--- SUPPLIED RECORDS Enclosed Below ---

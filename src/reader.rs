//! Bounds-checked cursor over a received drawing buffer

use byteorder::{ByteOrder, LittleEndian};
use chrono::{DateTime, TimeZone, Utc};
use uuid::Uuid;

use crate::error::{Error, Result};

/// .NET ticks between 0001-01-01 and the Unix epoch
const UNIX_EPOCH_TICKS: i64 = 621_355_968_000_000_000;
const TICKS_PER_SECOND: i64 = 10_000_000;

/// How deep groups, combined geometries and embedded drawings may nest
/// before decoding gives up
pub const MAX_NESTING_DEPTH: usize = 64;

/// Sequential reader mirroring [`BufferWriter`](crate::writer::BufferWriter)
#[derive(Debug, Clone)]
pub struct BufferReader<'a> {
    data: &'a [u8],
    position: usize,
    depth: usize,
}

impl<'a> BufferReader<'a> {
    /// Start reading at the beginning of `data`
    pub fn new(data: &'a [u8]) -> Self {
        Self {
            data,
            position: 0,
            depth: 0,
        }
    }

    /// A reader over a blob taken from this buffer, at the same nesting depth
    pub fn sub_reader<'b>(&self, data: &'b [u8]) -> BufferReader<'b> {
        BufferReader {
            data,
            position: 0,
            depth: self.depth,
        }
    }

    /// Run `read` one nesting level deeper. Fails with
    /// [`Error::NestingTooDeep`] instead of recursing past
    /// [`MAX_NESTING_DEPTH`].
    pub fn nested<T>(&mut self, read: impl FnOnce(&mut Self) -> Result<T>) -> Result<T> {
        if self.depth >= MAX_NESTING_DEPTH {
            return Err(Error::NestingTooDeep(MAX_NESTING_DEPTH));
        }

        self.depth += 1;
        let result = read(self);
        self.depth -= 1;

        result
    }

    /// Bytes consumed so far
    pub fn position(&self) -> usize {
        self.position
    }

    /// Bytes left to read
    pub fn remaining(&self) -> usize {
        self.data.len() - self.position
    }

    /// Whether every byte was consumed
    pub fn is_at_end(&self) -> bool {
        self.remaining() == 0
    }

    /// Consume exactly `count` bytes
    pub fn read_raw(&mut self, count: usize) -> Result<&'a [u8]> {
        if count > self.remaining() {
            return Err(Error::UnexpectedEnd {
                needed: count,
                remaining: self.remaining(),
            });
        }

        let bytes = &self.data[self.position..self.position + count];
        self.position += count;

        Ok(bytes)
    }

    /// Any non-zero byte is `true`
    pub fn read_bool(&mut self) -> Result<bool> {
        Ok(self.read_byte()? != 0)
    }

    /// Read a single byte
    pub fn read_byte(&mut self) -> Result<u8> {
        Ok(self.read_raw(1)?[0])
    }

    /// Read a little-endian `u16`
    pub fn read_uint16(&mut self) -> Result<u16> {
        Ok(LittleEndian::read_u16(self.read_raw(2)?))
    }

    /// Read a little-endian `i16`
    pub fn read_int16(&mut self) -> Result<i16> {
        Ok(LittleEndian::read_i16(self.read_raw(2)?))
    }

    /// Read a little-endian `i32`
    pub fn read_int32(&mut self) -> Result<i32> {
        Ok(LittleEndian::read_i32(self.read_raw(4)?))
    }

    /// Read a little-endian `u32`
    pub fn read_uint32(&mut self) -> Result<u32> {
        Ok(LittleEndian::read_u32(self.read_raw(4)?))
    }

    /// Read a little-endian IEEE 754 double
    pub fn read_double(&mut self) -> Result<f64> {
        Ok(LittleEndian::read_f64(self.read_raw(8)?))
    }

    /// Read a 4-byte count and widen it to `usize`
    pub fn read_count(&mut self) -> Result<usize> {
        Ok(self.read_uint32()? as usize)
    }

    /// Read a length-prefixed UTF-8 string
    pub fn read_string(&mut self) -> Result<&'a str> {
        let bytes = self.read_binary()?;

        Ok(std::str::from_utf8(bytes)?)
    }

    /// Read a length-prefixed blob. The result borrows from the buffer.
    pub fn read_binary(&mut self) -> Result<&'a [u8]> {
        let length = self.read_count()?;

        self.read_raw(length)
    }

    /// Read 16 bytes in the mixed-endian GUID layout
    pub fn read_guid(&mut self) -> Result<Uuid> {
        let mut bytes = [0u8; 16];
        bytes.copy_from_slice(self.read_raw(16)?);

        Ok(Uuid::from_bytes_le(bytes))
    }

    /// Read a date stored as milliseconds since the Unix epoch
    pub fn read_date(&mut self) -> Result<DateTime<Utc>> {
        let millis = self.read_double()?;

        if !millis.is_finite() {
            return Err(Error::InvalidValue(format!("date {}", millis)));
        }

        Utc.timestamp_millis_opt(millis.trunc() as i64)
            .single()
            .ok_or_else(|| Error::InvalidValue(format!("date {}", millis)))
    }

    /// Read a time stamp stored as 100 ns ticks since 0001-01-01
    pub fn read_time_stamp(&mut self) -> Result<DateTime<Utc>> {
        let ticks = LittleEndian::read_i64(self.read_raw(8)?);
        let since_epoch = ticks
            .checked_sub(UNIX_EPOCH_TICKS)
            .ok_or_else(|| Error::InvalidValue(format!("time stamp {}", ticks)))?;

        let seconds = since_epoch.div_euclid(TICKS_PER_SECOND);
        let nanos = since_epoch.rem_euclid(TICKS_PER_SECOND) * 100;

        Utc.timestamp_opt(seconds, nanos as u32)
            .single()
            .ok_or_else(|| Error::InvalidValue(format!("time stamp {}", ticks)))
    }
}

#[cfg(test)]
mod tests {
    use super::*;
    use crate::writer::BufferWriter;

    #[test]
    fn reads_what_the_writer_wrote() {
        let mut writer = BufferWriter::new();
        writer.write_bool(true);
        writer.write_byte(7);
        writer.write_uint16(950);
        writer.write_uint32(123_456);
        writer.write_double(-0.25);
        writer.write_string("Messwert µm").unwrap();
        writer.write_sized_binary(&[1, 2, 3], None).unwrap();

        let mut reader = BufferReader::new(writer.data());
        assert!(reader.read_bool().unwrap());
        assert_eq!(reader.read_byte().unwrap(), 7);
        assert_eq!(reader.read_uint16().unwrap(), 950);
        assert_eq!(reader.read_uint32().unwrap(), 123_456);
        assert_eq!(reader.read_double().unwrap(), -0.25);
        assert_eq!(reader.read_string().unwrap(), "Messwert µm");
        assert_eq!(reader.read_binary().unwrap(), &[1, 2, 3]);
        assert!(reader.is_at_end());
    }

    #[test]
    fn signed_reads() {
        let bytes = [0xFE, 0xFF, 0xFD, 0xFF, 0xFF, 0xFF];
        let mut reader = BufferReader::new(&bytes);

        assert_eq!(reader.read_int16().unwrap(), -2);
        assert_eq!(reader.read_int32().unwrap(), -3);
    }

    #[test]
    fn reading_past_the_end_fails() {
        let bytes = [1, 2, 3];
        let mut reader = BufferReader::new(&bytes);

        match reader.read_uint32() {
            Err(Error::UnexpectedEnd { needed, remaining }) => {
                assert_eq!(needed, 4);
                assert_eq!(remaining, 3);
            }
            other => panic!("unexpected result {:?}", other),
        }

        // the failed read does not move the cursor
        assert_eq!(reader.position(), 0);
    }

    #[test]
    fn string_length_beyond_buffer_fails() {
        let bytes = [10, 0, 0, 0, b'a'];
        let mut reader = BufferReader::new(&bytes);

        assert!(matches!(
            reader.read_string(),
            Err(Error::UnexpectedEnd { .. })
        ));
    }

    #[test]
    fn invalid_utf8_is_rejected() {
        let bytes = [2, 0, 0, 0, 0xC3, 0x28];
        let mut reader = BufferReader::new(&bytes);

        assert!(matches!(reader.read_string(), Err(Error::InvalidUtf8(_))));
    }

    #[test]
    fn guid_uses_mixed_endian_layout() {
        let bytes = [
            0x33, 0x22, 0x11, 0x00, 0x55, 0x44, 0x77, 0x66, 0x88, 0x99, 0xAA, 0xBB, 0xCC, 0xDD,
            0xEE, 0xFF,
        ];
        let mut reader = BufferReader::new(&bytes);

        let guid = reader.read_guid().unwrap();
        assert_eq!(guid.to_string(), "00112233-4455-6677-8899-aabbccddeeff");

        let mut writer = BufferWriter::new();
        writer.write_guid(&guid);
        assert_eq!(writer.data(), &bytes);
    }

    #[test]
    fn date_is_unix_milliseconds() {
        let mut writer = BufferWriter::new();
        writer.write_double(86_400_000.0);

        let date = BufferReader::new(writer.data()).read_date().unwrap();
        assert_eq!(date, Utc.with_ymd_and_hms(1970, 1, 2, 0, 0, 0).unwrap());
    }

    #[test]
    fn time_stamp_is_dotnet_ticks() {
        let ticks: i64 = UNIX_EPOCH_TICKS + 15 * TICKS_PER_SECOND + 5;
        let mut writer = BufferWriter::new();
        writer.write_raw_binary(&ticks.to_le_bytes(), None);

        let stamp = BufferReader::new(writer.data()).read_time_stamp().unwrap();
        assert_eq!(stamp.timestamp(), 15);
        assert_eq!(stamp.timestamp_subsec_nanos(), 500);
    }

    #[test]
    fn extreme_time_stamps_are_rejected() {
        let bytes = i64::MIN.to_le_bytes();

        assert!(matches!(
            BufferReader::new(&bytes).read_time_stamp(),
            Err(Error::InvalidValue(_))
        ));
    }

    #[test]
    fn nesting_is_limited() {
        fn descend(reader: &mut BufferReader<'_>) -> Result<usize> {
            reader.nested(|reader| match descend(reader) {
                Err(Error::NestingTooDeep(_)) => Ok(reader.depth),
                other => other,
            })
        }

        let mut reader = BufferReader::new(&[]);
        assert_eq!(descend(&mut reader).unwrap(), MAX_NESTING_DEPTH);
        assert_eq!(reader.depth, 0);

        let sub = reader.sub_reader(&[1, 2]);
        assert_eq!(sub.remaining(), 2);
    }
}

--- End of Enclosed SUPPLIED RECORDS ---

THE PROBLEM: What is needed is every line from the start of the entries through the line containing "self.depth += 1;", returned word for word and nothing else.

THE ANSWER:
filename src/reader.rs
//! Bounds-checked cursor over a received drawing buffer

use byteorder::{ByteOrder, LittleEndian};
use chrono::{DateTime, TimeZone, Utc};
use uuid::Uuid;

use crate::error::{Error, Result};

/// .NET ticks between 0001-01-01 and the Unix epoch
const UNIX_EPOCH_TICKS: i64 = 621_355_968_000_000_000;
const TICKS_PER_SECOND: i64 = 10_000_000;

/// How deep groups, combined geometries and embedded drawings may nest
/// before decoding gives up
pub const MAX_NESTING_DEPTH: usize = 64;

/// Sequential reader mirroring [`BufferWriter`](crate::writer::BufferWriter)
#[derive(Debug, Clone)]
pub struct BufferReader<'a> {
    data: &'a [u8],
    position: usize,
    depth: usize,
}

impl<'a> BufferReader<'a> {
    /// Start reading at the beginning of `data`
    pub fn new(data: &'a [u8]) -> Self {
        Self {
            data,
            position: 0,
            depth: 0,
        }
    }

    /// A reader over a blob taken from this buffer, at the same nesting depth
    pub fn sub_reader<'b>(&self, data: &'b [u8]) -> BufferReader<'b> {
        BufferReader {
            data,
            position: 0,
            depth: self.depth,
        }
    }

    /// Run `read` one nesting level deeper. Fails with
    /// [`Error::NestingTooDeep`] instead of recursing past
    /// [`MAX_NESTING_DEPTH`].
    pub fn nested<T>(&mut self, read: impl FnOnce(&mut Self) -> Result<T>) -> Result<T> {
        if self.depth >= MAX_NESTING_DEPTH {
            return Err(Error::NestingTooDeep(MAX_NESTING_DEPTH));
        }

        self.depth += 1;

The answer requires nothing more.